#### [Study material]
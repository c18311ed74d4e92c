use petcare::config::AppConfig;
use petcare::error::ActionError;
use petcare::lifecycle::PetCare;
use petcare::model::{Role, SessionUser, Status, User};
use petcare::remote::document::FieldValue;
use petcare::remote::store::USERS;
use petcare::remote::{AuthProvider, DocumentStore, MemoryBackend, Operation, RemoteError};
use petcare::session_slice::SESSION_KEY;
use petcare::storage::{load_json, save_json, LocalStorage, MemoryStorage, StorageError};
use slice_framework::SliceHandle;
use std::path::PathBuf;
use std::sync::Arc;

/// Local storage whose writes always fail.
struct ReadOnlyStorage;

#[async_trait::async_trait]
impl LocalStorage for ReadOnlyStorage {
    async fn get(&self, _key: &str) -> Result<Option<String>, StorageError> {
        Ok(None)
    }

    async fn set(&self, key: &str, _value: &str) -> Result<(), StorageError> {
        Err(StorageError::Io {
            path: PathBuf::from(format!("{}.json", key)),
            source: std::io::Error::new(std::io::ErrorKind::PermissionDenied, "read-only"),
        })
    }

    async fn remove(&self, _key: &str) -> Result<(), StorageError> {
        Ok(())
    }
}

fn test_config() -> AppConfig {
    AppConfig {
        data_dir: std::env::temp_dir().join(format!("petcare_session_{}", uuid::Uuid::new_v4())),
        slice_buffer: 8,
        log_filter: "info".to_string(),
    }
}

async fn start() -> (PetCare, Arc<MemoryBackend>, Arc<MemoryStorage>) {
    let backend = Arc::new(MemoryBackend::new());
    let storage = Arc::new(MemoryStorage::new());
    let app = PetCare::start(&test_config(), backend.clone(), backend.clone(), storage.clone()).await;
    (app, backend, storage)
}

async fn stored_session(storage: &MemoryStorage) -> Option<SessionUser> {
    load_json(storage, SESSION_KEY).await.expect("Unreadable session record")
}

#[tokio::test]
async fn test_sign_up_leaves_nobody_signed_in() {
    let (app, backend, storage) = start().await;

    app.session
        .sign_up("Ivy", "i@g.com", "12345678")
        .await
        .expect("Sign-up failed");

    let state = app.session.state();
    assert!(state.user.is_none());
    assert!(state.error.is_none());
    assert!(!state.loading);
    assert!(stored_session(&storage).await.is_none());
    assert!(backend.current_account().await.is_none());

    // The profile was written with the defaults
    let users = backend.list(USERS).await.unwrap();
    assert_eq!(users.len(), 1);
    assert_eq!(users[0].text("name").unwrap(), "Ivy");
    assert_eq!(users[0].text("role").unwrap(), "user");
    assert_eq!(users[0].text("status").unwrap(), "active");

    app.shutdown().await.unwrap();
}

#[tokio::test]
async fn test_sign_up_with_taken_email() {
    let (app, _backend, _storage) = start().await;
    app.session.sign_up("Ivy", "i@g.com", "12345678").await.unwrap();

    let result = app.session.sign_up("Ivy again", "i@g.com", "87654321").await;

    match result {
        Err(ActionError::Rejected(text)) => assert_eq!(text, "This email is already registered."),
        other => panic!("Expected rejection, got {:?}", other),
    }
    assert_eq!(
        app.session.state().error.as_deref(),
        Some("This email is already registered.")
    );

    app.shutdown().await.unwrap();
}

#[tokio::test]
async fn test_login_persists_session() {
    let (app, _backend, storage) = start().await;
    app.session.sign_up("Ivy", "i@g.com", "12345678").await.unwrap();

    let user = app
        .session
        .login("i@g.com", "12345678")
        .await
        .expect("Login failed");

    assert_eq!(user.email, "i@g.com");
    assert_eq!(user.display_name, "Ivy");
    assert_eq!(user.role, Role::User);
    assert_eq!(user.status, Status::Active);
    assert_eq!(app.session.state().user.as_ref(), Some(&user));
    assert_eq!(stored_session(&storage).await, Some(user));

    app.shutdown().await.unwrap();
}

#[tokio::test]
async fn test_disabled_account_is_refused() {
    let (app, backend, storage) = start().await;
    let account = backend.register("d@g.com", "12345678", Some("Dee")).await.unwrap();
    let mut profile = User::registration_fields("Dee", "d@g.com");
    profile.insert("status".to_string(), FieldValue::from(Status::Disabled.as_str()));
    backend.set(USERS, &account.uid, profile).await.unwrap();

    let result = app.session.login("d@g.com", "12345678").await;

    assert!(matches!(result, Err(ActionError::AccountDisabled)));
    let state = app.session.state();
    assert!(state.user.is_none());
    assert_eq!(
        state.error.as_deref(),
        Some("Your account is disabled. Please contact admin.")
    );
    assert!(backend.current_account().await.is_none());
    assert!(stored_session(&storage).await.is_none());

    app.shutdown().await.unwrap();
}

#[tokio::test]
async fn test_disabled_account_is_refused_even_if_sign_out_fails() {
    let (app, backend, _storage) = start().await;
    let account = backend.register("d@g.com", "12345678", Some("Dee")).await.unwrap();
    let mut profile = User::registration_fields("Dee", "d@g.com");
    profile.insert("status".to_string(), FieldValue::from(Status::Disabled.as_str()));
    backend.set(USERS, &account.uid, profile).await.unwrap();
    backend
        .fail_next(Operation::SignOut, RemoteError::provider("network down"))
        .await;

    let result = app.session.login("d@g.com", "12345678").await;

    assert!(matches!(result, Err(ActionError::AccountDisabled)));
    let state = app.session.state();
    assert!(state.user.is_none());
    assert_eq!(
        state.error.as_deref(),
        Some("Your account is disabled. Please contact admin.")
    );

    app.shutdown().await.unwrap();
}

#[tokio::test]
async fn test_unpersisted_login_signs_out() {
    let backend = Arc::new(MemoryBackend::new());
    let app = PetCare::start(
        &test_config(),
        backend.clone(),
        backend.clone(),
        Arc::new(ReadOnlyStorage),
    )
    .await;
    app.session.sign_up("Ivy", "i@g.com", "12345678").await.unwrap();

    let result = app.session.login("i@g.com", "12345678").await;

    assert!(matches!(result, Err(ActionError::Storage(_))));
    let state = app.session.state();
    assert!(state.user.is_none());
    assert!(state
        .error
        .as_deref()
        .is_some_and(|text| text.starts_with("Failed to persist session:")));
    assert!(backend.current_account().await.is_none());

    app.shutdown().await.unwrap();
}

#[tokio::test]
async fn test_login_failure_texts() {
    let (app, backend, _storage) = start().await;
    backend.register("i@g.com", "12345678", None).await.unwrap();

    let not_found = app.session.login("nobody@g.com", "12345678").await;
    assert_eq!(not_found.unwrap_err().to_string(), "User not found!");

    let invalid = app.session.login("not-an-email", "12345678").await;
    assert_eq!(invalid.unwrap_err().to_string(), "Invalid Email");

    for _ in 0..5 {
        let wrong = app.session.login("i@g.com", "wrong-password").await;
        assert_eq!(wrong.unwrap_err().to_string(), "Password is wrong");
    }
    let locked = app.session.login("i@g.com", "12345678").await;
    assert_eq!(
        locked.unwrap_err().to_string(),
        "Too many attempts. Please try again later."
    );
    assert_eq!(
        app.session.state().error.as_deref(),
        Some("Too many attempts. Please try again later.")
    );

    app.shutdown().await.unwrap();
}

#[tokio::test]
async fn test_logout_forgets_session() {
    let (app, _backend, storage) = start().await;
    app.session.sign_up("Ivy", "i@g.com", "12345678").await.unwrap();
    app.session.login("i@g.com", "12345678").await.unwrap();
    assert!(stored_session(&storage).await.is_some());

    app.session.logout().await.expect("Logout failed");

    assert!(app.session.current_user().is_none());
    assert!(stored_session(&storage).await.is_none());

    app.shutdown().await.unwrap();
}

#[tokio::test]
async fn test_session_is_restored_on_start() {
    let backend = Arc::new(MemoryBackend::new());
    let storage = Arc::new(MemoryStorage::new());
    let user = SessionUser {
        uid: "u1".to_string(),
        email: "i@g.com".to_string(),
        display_name: "Ivy".to_string(),
        role: Role::Admin,
        status: Status::Active,
    };
    save_json(storage.as_ref(), SESSION_KEY, &user).await.unwrap();

    let app = PetCare::start(&test_config(), backend.clone(), backend, storage).await;

    assert_eq!(app.session.current_user(), Some(user));
    app.shutdown().await.unwrap();
}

#### [What you will do]
Your answer should be each line from the entries that includes the string "This".

#### [Finished exercise]
        Err(ActionError::Rejected(text)) => assert_eq!(text, "This email is already registered."),
        Some("This email is already registered.")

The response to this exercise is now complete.